── Data listing ──

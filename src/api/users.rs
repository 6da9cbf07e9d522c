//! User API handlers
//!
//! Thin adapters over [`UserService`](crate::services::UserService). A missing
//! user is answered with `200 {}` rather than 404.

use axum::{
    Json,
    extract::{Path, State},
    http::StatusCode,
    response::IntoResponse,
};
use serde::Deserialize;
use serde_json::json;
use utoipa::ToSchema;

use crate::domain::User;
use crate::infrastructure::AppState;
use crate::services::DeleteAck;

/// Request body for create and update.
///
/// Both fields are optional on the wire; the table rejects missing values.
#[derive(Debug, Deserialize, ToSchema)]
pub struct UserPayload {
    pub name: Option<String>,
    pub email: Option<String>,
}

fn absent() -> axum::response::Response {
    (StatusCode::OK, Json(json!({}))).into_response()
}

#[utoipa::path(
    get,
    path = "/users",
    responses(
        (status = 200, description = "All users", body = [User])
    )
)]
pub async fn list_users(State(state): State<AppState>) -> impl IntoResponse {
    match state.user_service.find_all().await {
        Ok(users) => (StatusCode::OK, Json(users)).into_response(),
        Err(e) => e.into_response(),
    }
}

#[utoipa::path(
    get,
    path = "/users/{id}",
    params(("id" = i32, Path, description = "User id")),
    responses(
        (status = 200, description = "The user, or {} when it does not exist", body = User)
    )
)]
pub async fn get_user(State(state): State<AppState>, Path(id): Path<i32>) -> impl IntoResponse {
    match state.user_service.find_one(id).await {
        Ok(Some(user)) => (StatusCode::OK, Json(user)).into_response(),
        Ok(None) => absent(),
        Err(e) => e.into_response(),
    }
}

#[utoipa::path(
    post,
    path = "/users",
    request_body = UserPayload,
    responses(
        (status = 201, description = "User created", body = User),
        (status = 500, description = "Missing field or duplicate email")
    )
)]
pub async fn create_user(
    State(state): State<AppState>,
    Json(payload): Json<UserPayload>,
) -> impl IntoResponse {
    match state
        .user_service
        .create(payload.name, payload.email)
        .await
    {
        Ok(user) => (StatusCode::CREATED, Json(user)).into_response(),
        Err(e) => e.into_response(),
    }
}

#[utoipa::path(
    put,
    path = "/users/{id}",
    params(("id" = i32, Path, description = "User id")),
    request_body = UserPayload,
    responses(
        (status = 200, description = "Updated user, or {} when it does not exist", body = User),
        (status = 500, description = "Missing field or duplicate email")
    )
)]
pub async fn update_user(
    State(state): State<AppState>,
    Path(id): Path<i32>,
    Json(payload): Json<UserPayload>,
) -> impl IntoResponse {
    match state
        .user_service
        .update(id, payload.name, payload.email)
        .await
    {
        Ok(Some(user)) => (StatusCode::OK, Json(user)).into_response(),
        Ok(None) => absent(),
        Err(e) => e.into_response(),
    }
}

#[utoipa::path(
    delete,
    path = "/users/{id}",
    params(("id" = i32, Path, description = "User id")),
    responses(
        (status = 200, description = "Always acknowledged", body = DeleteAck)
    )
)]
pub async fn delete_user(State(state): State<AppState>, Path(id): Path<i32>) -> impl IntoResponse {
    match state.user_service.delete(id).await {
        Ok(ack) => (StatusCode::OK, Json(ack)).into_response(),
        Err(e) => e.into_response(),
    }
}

───

# What to do:
Reproduce each entry exactly, leaving out nothing.

# Exercise output:
filename src/api/users.rs
repository 6da9cbf07e9d522c
//! User API handlers
//!
//! Thin adapters over [`UserService`](crate::services::UserService). A missing
//! user is answered with `200 {}` rather than 404.

use axum::{
    Json,
    extract::{Path, State},
    http::StatusCode,
    response::IntoResponse,
};
use serde::Deserialize;
use serde_json::json;
use utoipa::ToSchema;

use crate::domain::User;
use crate::infrastructure::AppState;
use crate::services::DeleteAck;

/// Request body for create and update.
///
/// Both fields are optional on the wire; the table rejects missing values.
#[derive(Debug, Deserialize, ToSchema)]
pub struct UserPayload {
    pub name: Option<String>,
    pub email: Option<String>,
}

fn absent() -> axum::response::Response {
    (StatusCode::OK, Json(json!({}))).into_response()
}

#[utoipa::path(
    get,
    path = "/users",
    responses(
        (status = 200, description = "All users", body = [User])
    )
)]
pub async fn list_users(State(state): State<AppState>) -> impl IntoResponse {
    match state.user_service.find_all().await {
        Ok(users) => (StatusCode::OK, Json(users)).into_response(),
        Err(e) => e.into_response(),
    }
}

#[utoipa::path(
    get,
    path = "/users/{id}",
    params(("id" = i32, Path, description = "User id")),
    responses(
        (status = 200, description = "The user, or {} when it does not exist", body = User)
    )
)]
pub async fn get_user(State(state): State<AppState>, Path(id): Path<i32>) -> impl IntoResponse {
    match state.user_service.find_one(id).await {
        Ok(Some(user)) => (StatusCode::OK, Json(user)).into_response(),
        Ok(None) => absent(),
        Err(e) => e.into_response(),
    }
}

#[utoipa::path(
    post,
    path = "/users",
    request_body = UserPayload,
    responses(
        (status = 201, description = "User created", body = User),
        (status = 500, description = "Missing field or duplicate email")
    )
)]
pub async fn create_user(
    State(state): State<AppState>,
    Json(payload): Json<UserPayload>,
) -> impl IntoResponse {
    match state
        .user_service
        .create(payload.name, payload.email)
        .await
    {
        Ok(user) => (StatusCode::CREATED, Json(user)).into_response(),
        Err(e) => e.into_response(),
    }
}

#[utoipa::path(
    put,
    path = "/users/{id}",
    params(("id" = i32, Path, description = "User id")),
    request_body = UserPayload,
    responses(
        (status = 200, description = "Updated user, or {} when it does not exist", body = User),
        (status = 500, description = "Missing field or duplicate email")
    )
)]
pub async fn update_user(
    State(state): State<AppState>,
    Path(id): Path<i32>,
    Json(payload): Json<UserPayload>,
) -> impl IntoResponse {
    match state
        .user_service
        .update(id, payload.name, payload.email)
        .await
    {
        Ok(Some(user)) => (StatusCode::OK, Json(user)).into_response(),
        Ok(None) => absent(),
        Err(e) => e.into_response(),
    }
}

#[utoipa::path(
    delete,
    path = "/users/{id}",
    params(("id" = i32, Path, description = "User id")),
    responses(
        (status = 200, description = "Always acknowledged", body = DeleteAck)
    )
)]
pub async fn delete_user(State(state): State<AppState>, Path(id): Path<i32>) -> impl IntoResponse {
    match state.user_service.delete(id).await {
        Ok(ack) => (StatusCode::OK, Json(ack)).into_response(),
        Err(e) => e.into_response(),
    }
}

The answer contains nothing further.